Sete dias por semana
1 - Politécnico. O Instituto Politécnico de Coimbra celebrou esta semana os seus 47 anos dias depois de António José Seguro ter promulgado o novo Regime Jurídico das Instituições de Ensino Superior. Em entrevista ao Diário de Coimbra, a presidente Cândida Malça referiu que deverá ser nos oito meses que as instituições têm agora para refazer os seus estatutos que os Conselhos Gerais (da UC e do IPC) devem decidir se a fusão/integração das duas instituições é para se fazer. Não decidir, disse, é o mesmo que assumir que não se quer fazer. Entre os desafios que dirigiu a Ana Abrunhosa, destaque para a proposta da construção de uma “quarta” torre na rotunda da Solum, no campus da ESEC. Um edifício disruptivo, assumiu, com ousadia.
2 - Miguel Torga. Curiosamente, dias antes, no Dia do Município de Coimbra, Ana Abrunhosa anunciou uma novidade também ela associada ao Ensino Superior. Neste caso, trata-se da transferência da parte letiva do Instituto Miguel Torga para um edifício da Baixa de Coimbra numa movimentação que levará para aquela zona da cidade cerca de um milhar de pessoas regularmente.
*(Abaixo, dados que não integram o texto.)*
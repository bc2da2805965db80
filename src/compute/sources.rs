//! Source excitations applied between the field updates.
//!
//! Magnetic phase order: transmission lines, then magnetic dipoles.
//! Electric phase order: voltage sources, transmission lines, then Hertzian dipoles.
//! Every source reads the iteration counter before it is incremented.

use super::coefficients::CoefficientTable;
use super::grid::{Component, GridState};
use crate::schema::{C, SourceConfig, SourceKind};

const WINDOW_TOLERANCE: f64 = 1e-9;

/// Half-open range of iterations during which a source is applied.
#[derive(Debug, Clone, Copy, PartialEq, Eq)]
pub struct ActiveWindow {
    pub start: usize,
    pub stop: usize,
}

impl ActiveWindow {
    /// Convert start / stop times into iterations. A missing stop, or one past the
    /// end of the run, is clamped to `iterations`.
    pub fn new(start: f64, stop: Option<f64>, dt: f64, iterations: usize) -> Self {
        let to_iteration = |t: f64| (t / dt - WINDOW_TOLERANCE).ceil().max(0.0) as usize;
        let stop = stop.map(to_iteration).unwrap_or(iterations).min(iterations);
        Self {
            start: to_iteration(start),
            stop,
        }
    }

    #[inline]
    pub fn contains(&self, iteration: usize) -> bool {
        self.start <= iteration && iteration < self.stop
    }
}

/// Placement and excitation shared by every source kind.
#[derive(Debug, Clone)]
pub struct PointSource {
    pub axis: usize,
    pub position: [usize; 3],
    pub window: ActiveWindow,
    waveform: Vec<f32>,
}

impl PointSource {
    fn new(config: &SourceConfig, dt: f64, iterations: usize) -> Self {
        Self {
            axis: config.polarisation.axis(),
            position: config.position,
            window: ActiveWindow::new(config.start, config.stop, dt, iterations),
            waveform: config.waveform.clone(),
        }
    }

    /// Waveform sample at a whole step; zero past the end of the samples.
    #[inline]
    pub fn sample(&self, iteration: usize) -> f32 {
        self.waveform.get(iteration).copied().unwrap_or(0.0)
    }

    /// Waveform value half a step after `iteration`.
    #[inline]
    pub fn sample_half(&self, iteration: usize) -> f32 {
        0.5 * (self.sample(iteration) + self.sample(iteration + 1))
    }

    /// Sample while the window is open.
    #[inline]
    pub fn active_sample(&self, iteration: usize) -> Option<f32> {
        self.window.contains(iteration).then(|| self.sample(iteration))
    }

    pub fn waveform(&self) -> &[f32] {
        &self.waveform
    }

    fn node(&self, grid: &GridState) -> usize {
        let [i, j, k] = self.position;
        grid.index(i, j, k)
    }
}

/// Coefficient column 4 of the material at the source node.
fn source_coefficient(
    grid: &GridState,
    table: &CoefficientTable,
    c: Component,
    idx: usize,
) -> f32 {
    let id = grid.material_ids(c)[idx] as usize;
    if c.is_electric() {
        table.e_row(id)[4]
    } else {
        table.h_row(id)[4]
    }
}

/// Resistive voltage source; a zero resistance imposes the field directly.
#[derive(Debug, Clone)]
pub struct VoltageSource {
    pub point: PointSource,
    pub resistance: f64,
}

impl VoltageSource {
    pub fn update_electric(
        &self,
        iteration: usize,
        grid: &mut GridState,
        table: &CoefficientTable,
    ) {
        let Some(v) = self.point.active_sample(iteration) else {
            return;
        };
        let c = Component::electric(self.point.axis);
        let idx = self.point.node(grid);
        let spacing = grid.spacing();
        let axis = self.point.axis;

        if self.resistance == 0.0 {
            grid.field_mut(c)[idx] = -v / spacing[axis] as f32;
        } else {
            let area = spacing[(axis + 1) % 3] * spacing[(axis + 2) % 3];
            let srce = source_coefficient(grid, table, c, idx);
            grid.field_mut(c)[idx] -= srce * v / (self.resistance * area) as f32;
        }
    }
}

/// Soft current-element source.
#[derive(Debug, Clone)]
pub struct HertzianDipole {
    pub point: PointSource,
}

impl HertzianDipole {
    pub fn update_electric(
        &self,
        iteration: usize,
        grid: &mut GridState,
        table: &CoefficientTable,
    ) {
        let Some(v) = self.point.active_sample(iteration) else {
            return;
        };
        let c = Component::electric(self.point.axis);
        let idx = self.point.node(grid);
        let [dx, dy, dz] = grid.spacing();
        let dl = grid.spacing()[self.point.axis];
        let srce = source_coefficient(grid, table, c, idx);
        grid.field_mut(c)[idx] -= srce * v * (dl / (dx * dy * dz)) as f32;
    }
}

/// Soft magnetic current source.
#[derive(Debug, Clone)]
pub struct MagneticDipole {
    pub point: PointSource,
}

impl MagneticDipole {
    pub fn update_magnetic(
        &self,
        iteration: usize,
        grid: &mut GridState,
        table: &CoefficientTable,
    ) {
        if !self.point.window.contains(iteration) {
            return;
        }
        let v = self.point.sample_half(iteration);
        let c = Component::magnetic(self.point.axis);
        let idx = self.point.node(grid);
        let [dx, dy, dz] = grid.spacing();
        let srcm = source_coefficient(grid, table, c, idx);
        grid.field_mut(c)[idx] -= srcm * v / (dx * dy * dz) as f32;
    }
}

/// One-dimensional feed line coupled to the grid at a single cell.
///
/// The line is first run on its own, long enough that nothing reflects back within
/// the time window, to record the incident voltage and current at the antenna node.
/// It is then shortened to end at the antenna node for the coupled run.
#[derive(Debug, Clone)]
pub struct TransmissionLine {
    pub point: PointSource,
    pub resistance: f64,
    /// Cell length of the line.
    pub dl: f64,
    /// Node where the one-way excitation is injected.
    pub srcpos: usize,
    /// Node connected to the grid.
    pub antpos: usize,
    nl: usize,
    courant: f64,
    abc_coeff: f64,
    voltage: Vec<f64>,
    current: Vec<f64>,
    abcv0: f64,
    abcv1: f64,
    pub vinc: Vec<f32>,
    pub iinc: Vec<f32>,
    pub vtotal: Vec<f32>,
    pub itotal: Vec<f32>,
}

impl TransmissionLine {
    pub const SRCPOS: usize = 5;
    pub const ANTPOS: usize = 10;

    pub fn new(point: PointSource, resistance: f64, dt: f64, iterations: usize) -> Self {
        let dl = 3f64.sqrt() * C * dt;
        let nl = ((0.667 * iterations as f64).round() as usize).max(Self::ANTPOS + 2);
        let mut line = Self {
            point,
            resistance,
            dl,
            srcpos: Self::SRCPOS,
            antpos: Self::ANTPOS,
            nl,
            courant: C * dt / dl,
            abc_coeff: (C * dt - dl) / (C * dt + dl),
            voltage: vec![0.0; nl],
            current: vec![0.0; nl],
            abcv0: 0.0,
            abcv1: 0.0,
            vinc: vec![0.0; iterations],
            iinc: vec![0.0; iterations],
            vtotal: vec![0.0; iterations],
            itotal: vec![0.0; iterations],
        };
        line.calculate_incident(iterations);
        line
    }

    fn calculate_incident(&mut self, iterations: usize) {
        for it in 0..iterations {
            self.vinc[it] = self.voltage[self.antpos] as f32;
            self.iinc[it] = self.current[self.antpos] as f32;
            let (half, whole) = match self.point.active_sample(it) {
                Some(v) => (self.point.sample_half(it), v),
                None => (0.0, 0.0),
            };
            self.update_current(half);
            self.update_voltage(whole);
        }

        self.nl = self.antpos + 1;
        self.voltage = vec![0.0; self.nl];
        self.current = vec![0.0; self.nl];
        self.abcv0 = 0.0;
        self.abcv1 = 0.0;
    }

    /// Number of line nodes currently simulated.
    #[inline]
    pub fn nodes(&self) -> usize {
        self.nl
    }

    #[inline]
    pub fn antenna_voltage(&self) -> f64 {
        self.voltage[self.antpos]
    }

    #[inline]
    pub fn antenna_current(&self) -> f64 {
        self.current[self.antpos]
    }

    fn update_abc(&mut self) {
        self.voltage[0] = self.abc_coeff * (self.voltage[1] - self.abcv0) + self.abcv1;
        self.abcv0 = self.voltage[0];
        self.abcv1 = self.voltage[1];
    }

    fn update_voltage(&mut self, injected: f32) {
        let k = self.resistance * self.courant;
        for n in 1..self.nl {
            self.voltage[n] -= k * (self.current[n] - self.current[n - 1]);
        }
        self.voltage[self.srcpos] += self.courant * injected as f64;
        self.update_abc();
    }

    fn update_current(&mut self, injected: f32) {
        let k = self.courant / self.resistance;
        for n in 0..self.nl - 1 {
            self.current[n] -= k * (self.voltage[n + 1] - self.voltage[n]);
        }
        self.current[self.srcpos - 1] += k * injected as f64;
    }

    pub fn update_magnetic(&mut self, iteration: usize, grid: &GridState) {
        if !self.point.window.contains(iteration) {
            return;
        }
        let [i, j, k] = self.point.position;
        self.current[self.antpos] = grid.loop_current(self.point.axis, i, j, k) as f64;
        self.update_current(self.point.sample_half(iteration));
    }

    pub fn update_electric(&mut self, iteration: usize, grid: &mut GridState) {
        if !self.point.window.contains(iteration) {
            return;
        }
        self.update_voltage(self.point.sample(iteration));
        let c = Component::electric(self.point.axis);
        let idx = self.point.node(grid);
        let d = grid.spacing()[self.point.axis];
        grid.field_mut(c)[idx] = -(self.voltage[self.antpos] / d) as f32;
    }

    /// Record the total voltage and current at the antenna node.
    pub fn record(&mut self, index: usize) {
        if let (Some(v), Some(i)) = (self.vtotal.get_mut(index), self.itotal.get_mut(index)) {
            *v = self.voltage[self.antpos] as f32;
            *i = self.current[self.antpos] as f32;
        }
    }

    pub fn reset(&mut self) {
        self.voltage.fill(0.0);
        self.current.fill(0.0);
        self.abcv0 = 0.0;
        self.abcv1 = 0.0;
        self.vtotal.fill(0.0);
        self.itotal.fill(0.0);
    }
}

/// All sources of a model, grouped by kind.
#[derive(Debug, Clone, Default)]
pub struct Sources {
    pub voltage: Vec<VoltageSource>,
    pub hertzian: Vec<HertzianDipole>,
    pub magnetic: Vec<MagneticDipole>,
    pub lines: Vec<TransmissionLine>,
}

impl Sources {
    pub fn from_config(configs: &[SourceConfig], dt: f64, iterations: usize) -> Self {
        let mut sources = Self::default();
        for config in configs {
            let point = PointSource::new(config, dt, iterations);
            match config.kind {
                SourceKind::VoltageSource { resistance } => {
                    sources.voltage.push(VoltageSource { point, resistance })
                }
                SourceKind::HertzianDipole => sources.hertzian.push(HertzianDipole { point }),
                SourceKind::MagneticDipole => sources.magnetic.push(MagneticDipole { point }),
                SourceKind::TransmissionLine { resistance } => sources
                    .lines
                    .push(TransmissionLine::new(point, resistance, dt, iterations)),
            }
        }
        sources
    }

    pub fn len(&self) -> usize {
        self.voltage.len() + self.hertzian.len() + self.magnetic.len() + self.lines.len()
    }

    pub fn is_empty(&self) -> bool {
        self.len() == 0
    }

    pub fn update_magnetic(
        &mut self,
        iteration: usize,
        grid: &mut GridState,
        table: &CoefficientTable,
    ) {
        for line in &mut self.lines {
            line.update_magnetic(iteration, grid);
        }
        for src in &self.magnetic {
            src.update_magnetic(iteration, grid, table);
        }
    }

    pub fn update_electric(
        &mut self,
        iteration: usize,
        grid: &mut GridState,
        table: &CoefficientTable,
    ) {
        for src in &self.voltage {
            src.update_electric(iteration, grid, table);
        }
        for line in &mut self.lines {
            line.update_electric(iteration, grid);
        }
        for src in &self.hertzian {
            src.update_electric(iteration, grid, table);
        }
    }

    pub fn reset(&mut self) {
        for line in &mut self.lines {
            line.reset();
        }
    }
}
Uma peça que, fazendo parte de um puzzle, pode ser importante para a revitalização daquela zona da cidade.
3 - Exames. Já que falamos de Ensino, o Ministro da Educação lá desceu do pedestal em que parecia habitar e veio a público, em diferentes momentos, tentar explicar os problemas que envolvem a correcção dos exames nacionais para o acesso ao Ensino Superior. Ao mesmo tempo que o Governo vai avançando com números de percentagens de exames corrigidos surgem sinais, do lado dos professores, que os problemas continuam. Na próxima sexta-feira, Fernando Alexandre vai ter uma prova de fogo, até porque se comprometeu a dar acesso a todos os alunos à sua prova e respetiva correcção. É o chamado “tudo ou nada” deste ministro.
4 - Rainha Santa. E se falamos de “fé”, certamente que ninguém fica indiferente à tremenda moldura humana que acompanha a procissão de Rainha Santa Isabel (amanhã o mesmo acontecerá em sentido posto) entre o Mosteiro de Santa Clara-a-Nova e a Igreja de Santa Cruz. Um fenómeno religioso que, tendo em conta a devoção que existe à Padroeira da Cidade, pode ainda ser muito mais potenciado. Ao nível religioso, histórico e turístico.
5 - Imigração. Ainda esta semana, foi notícia uma operação da Polícia Judiciária do Centro que desmantelou mais uma rede de auxílio à imigração ilegal. Um grupo que será responsável pela legalização de milhares de pessoas e que tinha num chefe de um serviço de Finanças um dos elementos importantes da rede. Este é um “negócio” – à semelhança das redes que escravizam trabalhadores na agricultura como também se tem verificado – que parece estar em “crescendo” e que tem de ser fortemente combatido.
6 - Extorsão. E se estes dois casos que falei no ponto anterior procuram explorar ao máximo as fragilidades dos mais fracos, faltam adjetivos para qualificar os burlões que esta semana se aproveitaram do desespero de um marido à procura da sua mulher (que afinal tinha desaparecido voluntariamente) para logo manipularem imagens e pedir-lhe um resgate. A PJ está no seu encalço e seria bom que os conseguisse levar à Justiça.
7-- Mundial. Finalmente, muito se poderia dizer sobre o Mundial de Futebol e a fraca prestação da seleção nacional. Mas basta ver, como todos percebemos, que já estava tudo acordado com Jorge Jesus para se concluir que a sentença estava feita. Se esta não era a equipa técnica em que Pedro Proença confiava porquê levá-la até aos EUA. Só para ter razão? A equipa esteve mal, o seleccionador não esteve nada bem mas o presidente da Federação Portuguesa de Futebol esteve realmente muito mal neste processo.